## EXERCISE AIM
The required output is every record, written out exactly.

▼▼▼

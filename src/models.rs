//! Wire types: the `ApiResponse` envelope every endpoint answers with, the model listing DTOs, and
//! the item shape returned by recommender backends.
use chrono::{DateTime, Utc};
use serde::{Deserialize, Serialize};
use serde_json::Value;
use tracing::debug;

use crate::registry::ModelDescriptor;

/// Envelope shared with the rest of the book backend.
#[derive(Serialize, Deserialize, Debug, Clone, PartialEq)]
pub struct ApiResponse<T> {
    pub success: bool,
    pub message: String,
    pub data: Option<T>,
}

impl<T> ApiResponse<T> {
    pub fn success(data: T, message: impl Into<String>) -> Self {
        ApiResponse {
            success: true,
            message: message.into(),
            data: Some(data),
        }
    }

    pub fn failure(message: impl Into<String>) -> Self {
        ApiResponse {
            success: false,
            message: message.into(),
            data: None,
        }
    }
}

/// A read view of one registered model, with `active` computed at read time.
#[derive(Serialize, Deserialize, Debug, Clone, PartialEq, Eq)]
#[serde(rename_all = "camelCase")]
pub struct ModelInfo {
    pub key: String,
    pub label: String,
    pub base_url: String,
    pub supports_online_learning: bool,
    pub active: bool,
}

impl ModelInfo {
    pub(crate) fn from_descriptor(descriptor: &ModelDescriptor, active: bool) -> Self {
        ModelInfo {
            key: descriptor.key.clone(),
            label: descriptor.label.clone(),
            base_url: descriptor.base_url.clone(),
            supports_online_learning: descriptor.supports_online_learning,
            active,
        }
    }
}

/// Body of the admin model listing.
#[derive(Serialize, Deserialize, Debug, Clone, PartialEq, Eq)]
#[serde(rename_all = "camelCase")]
pub struct ModelsResponse {
    pub active_key: String,
    pub models: Vec<ModelInfo>,
}

/// One entry of a backend's `items` array.
#[derive(Serialize, Deserialize, Debug, Clone, PartialEq)]
pub struct RecommendationItem {
    pub book_id: i64,
    #[serde(default)]
    pub score: Option<f64>,
    #[serde(default)]
    pub title: Option<String>,
    #[serde(default)]
    pub author: Option<String>,
}

/// Every backend endpoint answers with this shape; other top-level fields (`user_id`, `limit`,
/// `book_id`) are echoed by some backends and ignored here.
#[derive(Deserialize, Debug, Clone, Default)]
pub(crate) struct BackendItems {
    #[serde(default)]
    items: Option<Vec<Value>>,
}

impl BackendItems {
    /// The usable items in backend order. Entries that do not parse (no `book_id`, wrong types)
    /// are dropped one by one instead of failing the whole response.
    pub(crate) fn into_items(self) -> Vec<RecommendationItem> {
        self.items
            .unwrap_or_default()
            .into_iter()
            .filter_map(|entry| match serde_json::from_value(entry) {
                Ok(item) => Some(item),
                Err(e) => {
                    debug!(error = %e, "Skipping unparseable recommendation item");
                    None
                }
            })
            .collect()
    }
}

/// A full catalog record, as served by the book catalog.
#[derive(Serialize, Deserialize, Debug, Clone, PartialEq)]
#[serde(rename_all = "camelCase")]
pub struct BookResponse {
    pub id: i64,
    pub title: String,
    #[serde(default)]
    pub description: Option<String>,
    #[serde(default)]
    pub cover_image_url: Option<String>,
    #[serde(default)]
    pub publication_year: Option<i32>,
    #[serde(default)]
    pub publisher: Option<String>,
    #[serde(default)]
    pub created_at: Option<DateTime<Utc>>,
    #[serde(default)]
    pub updated_at: Option<DateTime<Utc>>,
}

#[derive(Serialize, Deserialize, Debug, Clone, PartialEq, Default)]
pub struct DiversityBooksResponse {
    pub items: Vec<BookResponse>,
}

▲▲▲

## TASK SOLUTION
filename src/models.rs
//! Wire types: the `ApiResponse` envelope every endpoint answers with, the model listing DTOs, and
//! the item shape returned by recommender backends.
use chrono::{DateTime, Utc};
use serde::{Deserialize, Serialize};
use serde_json::Value;
use tracing::debug;

use crate::registry::ModelDescriptor;

/// Envelope shared with the rest of the book backend.
#[derive(Serialize, Deserialize, Debug, Clone, PartialEq)]
pub struct ApiResponse<T> {
    pub success: bool,
    pub message: String,
    pub data: Option<T>,
}

impl<T> ApiResponse<T> {
    pub fn success(data: T, message: impl Into<String>) -> Self {
        ApiResponse {
            success: true,
            message: message.into(),
            data: Some(data),
        }
    }

    pub fn failure(message: impl Into<String>) -> Self {
        ApiResponse {
            success: false,
            message: message.into(),
            data: None,
        }
    }
}

/// A read view of one registered model, with `active` computed at read time.
#[derive(Serialize, Deserialize, Debug, Clone, PartialEq, Eq)]
#[serde(rename_all = "camelCase")]
pub struct ModelInfo {
    pub key: String,
    pub label: String,
    pub base_url: String,
    pub supports_online_learning: bool,
    pub active: bool,
}

impl ModelInfo {
    pub(crate) fn from_descriptor(descriptor: &ModelDescriptor, active: bool) -> Self {
        ModelInfo {
            key: descriptor.key.clone(),
            label: descriptor.label.clone(),
            base_url: descriptor.base_url.clone(),
            supports_online_learning: descriptor.supports_online_learning,
            active,
        }
    }
}

/// Body of the admin model listing.
#[derive(Serialize, Deserialize, Debug, Clone, PartialEq, Eq)]
#[serde(rename_all = "camelCase")]
pub struct ModelsResponse {
    pub active_key: String,
    pub models: Vec<ModelInfo>,
}

/// One entry of a backend's `items` array.
#[derive(Serialize, Deserialize, Debug, Clone, PartialEq)]
pub struct RecommendationItem {
    pub book_id: i64,
    #[serde(default)]
    pub score: Option<f64>,
    #[serde(default)]
    pub title: Option<String>,
    #[serde(default)]
    pub author: Option<String>,
}

/// Every backend endpoint answers with this shape; other top-level fields (`user_id`, `limit`,
/// `book_id`) are echoed by some backends and ignored here.
#[derive(Deserialize, Debug, Clone, Default)]
pub(crate) struct BackendItems {
    #[serde(default)]
    items: Option<Vec<Value>>,
}

impl BackendItems {
    /// The usable items in backend order. Entries that do not parse (no `book_id`, wrong types)
    /// are dropped one by one instead of failing the whole response.
    pub(crate) fn into_items(self) -> Vec<RecommendationItem> {
        self.items
            .unwrap_or_default()
            .into_iter()
            .filter_map(|entry| match serde_json::from_value(entry) {
                Ok(item) => Some(item),
                Err(e) => {
                    debug!(error = %e, "Skipping unparseable recommendation item");
                    None
                }
            })
            .collect()
    }
}

/// A full catalog record, as served by the book catalog.
#[derive(Serialize, Deserialize, Debug, Clone, PartialEq)]
#[serde(rename_all = "camelCase")]
pub struct BookResponse {
    pub id: i64,
    pub title: String,
    #[serde(default)]
    pub description: Option<String>,
    #[serde(default)]
    pub cover_image_url: Option<String>,
    #[serde(default)]
    pub publication_year: Option<i32>,
    #[serde(default)]
    pub publisher: Option<String>,
    #[serde(default)]
    pub created_at: Option<DateTime<Utc>>,
    #[serde(default)]
    pub updated_at: Option<DateTime<Utc>>,
}

#[derive(Serialize, Deserialize, Debug, Clone, PartialEq, Default)]
pub struct DiversityBooksResponse {
    pub items: Vec<BookResponse>,
}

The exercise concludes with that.